Réalisé par Timothy et Stephen Quay . Grande Bretagne/Japon/Allemagne. Drame. 1h45 (Sortie le 4 décembre 2019 - 1ère sorte 23 février 2000). Avec Mark Rylance, Alice Krige, Gottfried John, Daniel Smith, Joseph Alessi, Jonathan Stone, César Sarach et Peter Lovstrom.
Quand il franchit le seuil de l'Institut Benjamenta, école supposée former des domestiques, Jakob von Gunten pénètre dans un univers triste, sordide et sans avenir.
Cet alter ego de Joseph K, inventé par Robert Walser, va, sous la patte des frères Thimothy et Stephen Quay, incarner l'homme sans qualité cher à Musil englué dans ce cauchemar qu'est la vie.

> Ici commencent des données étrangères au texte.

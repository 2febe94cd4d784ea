pub struct Icons;

impl Icons {
    pub const CHECK: &str = "✅";
    pub const CROSS: &str = "❌";
    pub const INFO: &str = "ℹ️";
    pub const DEL: &str = "🗑️";
    pub const DATABASE: &str = "🗄️";
    pub const PACKAGE: &str = "📦";
    pub const EMPTY: &str = "∅";
}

Ce n'est pas un hasard si le titre complet du film est "Institut Benjamenta ou Ce rêve qu'on appelle la vie humaine"
A toutes ses références germaniques assumées, les frères Quay ajoutent une petite touche anglo-saxonne, celle qui passe par "Bartleby" de Melville et "Brazil" de Terry Gilliam.
Ce qui pourrait n'être qu'une parodie très formelle de l'expressionnisme plus près de Pabst que de Murnau et de Lang bifurque du côté du gothique anglais, de Mary Shelley, du Dracula de Tod Browning.
Dans ce noir et blanc incertain, brumeux, le personnage pâle presque transparent de Lise Benjamenta fait basculer le cauchemar de Jakob dans un rêve lui aussi plein de tremblements et d'incertitudes. Devant cette icône diaphane et évanescente, s?ur de Johannes Benjamenta qui enseigne à ses côtés, l'homme de rien promis à pas grand-chose découvre des sentiments au-dessus de sa condition...
On aura désormais compris que cet "Institut Benjamenta" des frères Quay est aussi mystérieux et peu commun que cette fratrie sans prénoms. Qu'en termes cinématographiques, on voit peu de propositions analogues, sauf peut-être - mais vraiment sur un mode mineur - les films de Guy Maddin.
Pas très loin du "cinéma expérimental" tout en se revendiquant dans la cour de la fiction en affichant une durée de 105 minutes, "Institut Benjamenta" n'est pas non plus une curiosité. Il appartient à une voie qu'aurait pu emprunter l'invention des Frères Lumière, à savoir la description de l'inconscient, que Freud effectuait pratiquement au même moment où Méliès ajoutait la dimension onirique à la simple représentation du réel par les opérateurs Gaumont ou Pathé.
C'est peu dire que ceux qui adhèreront au cinéma des Frères Kay prendront ici une sacrée claque et vivront une heure et quarante cinq minutes en apnée totale dans la tête de Jakob en partance pour le pays des songes cruels et banals.
On refusera avec une mauvaise foi militante les objections des détracteurs qui trouveront le film "abscons" et "intellectuel", car, au contraire, on est devant un pur divertissement, un joyau du septième art devant lequel on ne peut que poser genou à terre.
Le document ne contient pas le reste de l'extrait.